B. Stricter dust management and targeted vehicle control are the reasons why the city has successfully prevented the smog from becoming routine.

C. No sooner had the smog season been written into daily life than the city started implementing credible deterrence against informal combustion.

D. The city would not risk normalising the smog crisis if it prioritised the micro – economy of coal briquettes over stricter dust management rules.

Question 39: Which of the following can most likely be inferred from the passage?

A. Seasonal bad luck and weather patterns are the primary causes of air pollution in Hanoi regardless of human activities.
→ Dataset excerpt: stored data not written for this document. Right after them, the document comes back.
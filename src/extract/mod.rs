//! Field extraction
//!
//! This module turns fetched bodies into named values:
//! - CSS selector evaluation over HTML documents
//! - Dot-path evaluation over JSON documents
//! - Applying configured categories to a fetched item

mod html;
mod json;
mod rules;

pub use html::extract_html;
pub use json::extract_json;
pub use rules::{process_content, ProcessOutcome};

use crate::config::CategoryType;
use thiserror::Error;

/// Errors local to a single field extraction
#[derive(Debug, Clone, PartialEq, Eq, Error)]
pub enum ExtractError {
    #[error("invalid CSS selector '{selector}': {message}")]
    InvalidSelector { selector: String, message: String },

    #[error("json path is empty")]
    EmptyPath,

    #[error("json path not found: {0}")]
    PathNotFound(String),

    #[error("invalid JSON body: {0}")]
    InvalidJson(String),

    #[error("field '{field}' cannot be extracted from a {expected} category")]
    SelectorMismatch {
        field: String,
        expected: CategoryType,
    },
}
B. Technical fixes will be ineffective unless they are supported by a unified administrative approach and stricter legal enforcement.

C. Residents in Hanoi prefer reading air quality through digital sensors rather than relying on their own physical sensations.

D. The "lid – and – bowl" effect only occurs in vacant lots where people still practice the traditional micro – economy of charcoal grilling.

Question 40: Which of the following best summarises the passage?

A. Hanoi's air quality is improving thanks to the transition from charcoal grilling to a more modern and coordinated urban micro – economy.

B. The "lid – and – bowl" system is a natural phenomenon that helps pollutants disperse more effectively during the peak days of the winter.

C. Urban air pollution in Hanoi is a multifaceted issue arising from human activities and weather, requiring comprehensive policy reforms.

D. Localised pollution spikes are primarily caused by the absence of suspects and the lack of fabric masks among the city's older residents.